In recent years, Namibia’s total national road network has expanded significantly from some 41 800 kilometres (km) immediately after independence to close to 50 000km in 2024. 

Lutombi added that the approved budget for road maintenance has been declining, leading to a severe shortfall of N$2.8 billion in funding for essential maintenance activities. 

“This underfunding has resulted in a decline in road conditions across the country, with many roads falling into disrepair,” he stated. 

Considering the critical nature of the funding dilemma, stakeholders within the transport sector are calling upon the government and relevant authorities to prioritise investment in road infrastructure. 

The consequences of neglecting this critical area could lead to catastrophic outcomes for Namibia’s economy and social services.

Finance minister Iipumbu Shiimi told the audience to deliberate and create solutions before turning to government. 

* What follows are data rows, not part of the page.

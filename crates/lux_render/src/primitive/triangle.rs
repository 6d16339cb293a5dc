//! Triangle primitive.
//!
//! Uses the Möller-Trumbore algorithm for ray-triangle intersection.

use super::{MaterialGrid, Mesh};
use crate::{Hit, Ray, EPSILON};
use lux_math::{Aabb, Vec2, Vec3};
use std::sync::Arc;

/// Barycentric slack so rays through a shared edge hit at least one side.
const BARYCENTRIC_EPSILON: f32 = 1e-6;

/// A triangle primitive referencing one face of a shared mesh.
#[derive(Debug, Clone)]
pub struct Triangle {
    mesh: Arc<Mesh>,
    face: usize,
    surface: Arc<MaterialGrid>,
}

impl Triangle {
    pub fn new(mesh: Arc<Mesh>, face: usize, surface: Arc<MaterialGrid>) -> Self {
        Self {
            mesh,
            face,
            surface,
        }
    }

    /// Stand-alone triangle from three vertices.
    pub fn from_vertices(v0: Vec3, v1: Vec3, v2: Vec3, surface: Arc<MaterialGrid>) -> Self {
        let mesh = Arc::new(Mesh::new(vec![v0, v1, v2], vec![[0, 1, 2]]));
        Self::new(mesh, 0, surface)
    }

    pub fn surface(&self) -> &MaterialGrid {
        &self.surface
    }

    pub fn bounds(&self) -> Aabb {
        let [v0, v1, v2] = self.mesh.vertices(self.face);
        Aabb::from_points(v0.min(v1).min(v2), v0.max(v1).max(v2))
    }

    /// Möller-Trumbore ray-triangle intersection.
    pub fn intersect(&self, ray: &Ray) -> Option<Hit<'_>> {
        let [v0, v1, v2] = self.mesh.vertices(self.face);
        let edge1 = v1 - v0;
        let edge2 = v2 - v0;

        let h = ray.direction().cross(edge2);
        let a = edge1.dot(h);

        // Ray is parallel to the triangle, or the triangle is degenerate
        if a.abs() < 1e-8 {
            return None;
        }

        let f = 1.0 / a;
        let s = ray.origin() - v0;
        let u = f * s.dot(h);
        if u < -BARYCENTRIC_EPSILON || u > 1.0 + BARYCENTRIC_EPSILON {
            return None;
        }

        let q = s.cross(edge1);
        let v = f * ray.direction().dot(q);
        if v < -BARYCENTRIC_EPSILON || u + v > 1.0 + BARYCENTRIC_EPSILON {
            return None;
        }

        let t = f * edge2.dot(q);
        if t <= EPSILON {
            return None;
        }

        // Clamp back into the triangle before interpolating
        let u = u.clamp(0.0, 1.0);
        let v = v.clamp(0.0, 1.0 - u);
        let [uv0, uv1, uv2] = self.mesh.uvs(self.face);
        let uv: Vec2 = uv0 * (1.0 - u - v) + uv1 * u + uv2 * v;

        let material = self.surface.lookup(uv)?;
        let normal = edge1.cross(edge2).normalize();
        Some(Hit::new(ray, t, normal, material, uv))
    }
}
//! lux light-transport core.
//!
//! Estimates the radiance reaching each pixel of a virtual film by sampling
//! light paths through a scene of primitives, materials and point lights.
//!
//! Two integrators are provided:
//! - [`PathTracer`]: recursive unidirectional Monte Carlo with next-event
//!   estimation against point lights.
//! - [`PhotonMapper`]: two-pass photon mapping; a [`PhotonEmitter`] first fills
//!   the global, caustic and volume [`PhotonIndex`] maps, then camera paths
//!   gather density estimates from them.
//!
//! Pixel dispatch is handled by [`Renderer`], which hands out pixel indices to
//! worker threads through a shared atomic counter.

mod accel;
mod camera;
mod config;
mod error;
mod event;
mod hit;
mod integrator;
mod material;
mod photon;
mod primitive;
mod ray;
mod renderer;
mod sampling;
mod scene;

pub use accel::{Node, TraversalStats};
pub use camera::Camera;
pub use config::{PhotonSettings, RenderSettings};
pub use error::{ConfigError, ConfigResult};
pub use event::{Aperture, Event, EventKind};
pub use hit::Hit;
pub use integrator::{Integrator, PathTracer, PhotonMapper};
pub use material::{Color, EventEntry, Material};
pub use photon::{
    Filter, Neighbors, Photon, PhotonBuilder, PhotonEmitter, PhotonIndex, PhotonMaps,
};
pub use primitive::{MaterialGrid, Mesh, Plane, Primitive, Sphere, Triangle, UvPlane};
pub use ray::{Medium, Ray};
pub use renderer::{color_to_rgba, linear_to_gamma, ImageBuffer, Renderer};
pub use sampling::gen_f32;
pub use scene::{PointLight, Scene};

/// Re-export Vec3 and common math types from lux_math
pub use lux_math::{Aabb, Interval, Vec2, Vec3};

/// Minimum accepted hit distance along a ray.
pub const EPSILON: f32 = 1e-5;
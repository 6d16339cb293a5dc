// Re-export glam for convenience
pub use glam::*;

mod aabb;
mod interval;
mod onb;

pub use aabb::Aabb;
pub use interval::Interval;
pub use onb::Onb;
//! Sphere primitive.

use super::MaterialGrid;
use crate::{Hit, Material, Ray, EPSILON};
use lux_math::{Aabb, Vec2, Vec3};
use std::f32::consts::PI;
use std::sync::Arc;

/// A sphere primitive.
#[derive(Debug, Clone)]
pub struct Sphere {
    center: Vec3,
    radius: f32,
    surface: Arc<MaterialGrid>,
}

impl Sphere {
    /// Create a new sphere with a single material.
    pub fn new(center: Vec3, radius: f32, material: Arc<Material>) -> Self {
        Self::with_surface(center, radius, Arc::new(MaterialGrid::uniform(material)))
    }

    /// Create a sphere whose material is looked up by spherical UV.
    pub fn with_surface(center: Vec3, radius: f32, surface: Arc<MaterialGrid>) -> Self {
        Self {
            center,
            radius: radius.max(0.0),
            surface,
        }
    }

    pub fn center(&self) -> Vec3 {
        self.center
    }

    pub fn radius(&self) -> f32 {
        self.radius
    }

    pub fn surface(&self) -> &MaterialGrid {
        &self.surface
    }

    pub fn bounds(&self) -> Aabb {
        let r = Vec3::splat(self.radius);
        Aabb::from_points(self.center - r, self.center + r)
    }

    /// UV coordinates for a point on the unit sphere.
    fn sphere_uv(p: Vec3) -> Vec2 {
        // theta: angle down from +Y, phi: angle around Y from +X
        let theta = (-p.y).clamp(-1.0, 1.0).acos();
        let phi = (-p.z).atan2(p.x) + PI;
        Vec2::new(phi / (2.0 * PI), theta / PI)
    }

    /// Projected-distance solve.
    ///
    /// The near root is used when it lies in front of the origin, otherwise
    /// the far root (origin inside the sphere). A hole in the surface at the
    /// near root lets the ray continue to the far root.
    pub fn intersect(&self, ray: &Ray) -> Option<Hit<'_>> {
        let oc = self.center - ray.origin();
        let tca = oc.dot(ray.direction());
        let d2 = oc.length_squared() - tca * tca;
        let r2 = self.radius * self.radius;
        if d2 > r2 {
            return None;
        }
        let thc = (r2 - d2).sqrt();

        for t in [tca - thc, tca + thc] {
            if t <= EPSILON {
                continue;
            }
            let outward_normal = (ray.at(t) - self.center) / self.radius;
            let uv = Self::sphere_uv(outward_normal);
            if let Some(material) = self.surface.lookup(uv) {
                return Some(Hit::new(ray, t, outward_normal, material, uv));
            }
        }
        None
    }
}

Late last year, Road Fund Administration (RFA) executives warned about the underfunding. 

This is as the RFA was expected to experience an N$3.6 billion funding gap during the last financial year, and a N$15 billion funding gap over the five-year business plan, running from April 2024 to March 2029.  

The RFA was established to manage the road fund and the road user charging system to secure and allocate sufficient funding to realise a safe and efficient road sector in the country.

To tackle the shortfall, the RFA has proposed RUC adjustments, and toll roads at strategic locations. 

“The RUCs tariff adjustments remain important and necessary in order for the RFA to close the funding gap, to optimally fund the road network, and to further address the rapidly-deteriorating conditions of both national and event roads,” said RFA CEO Ali Ipinge at the time. 

In recent years, he has also proposed an increase in the fuel levy.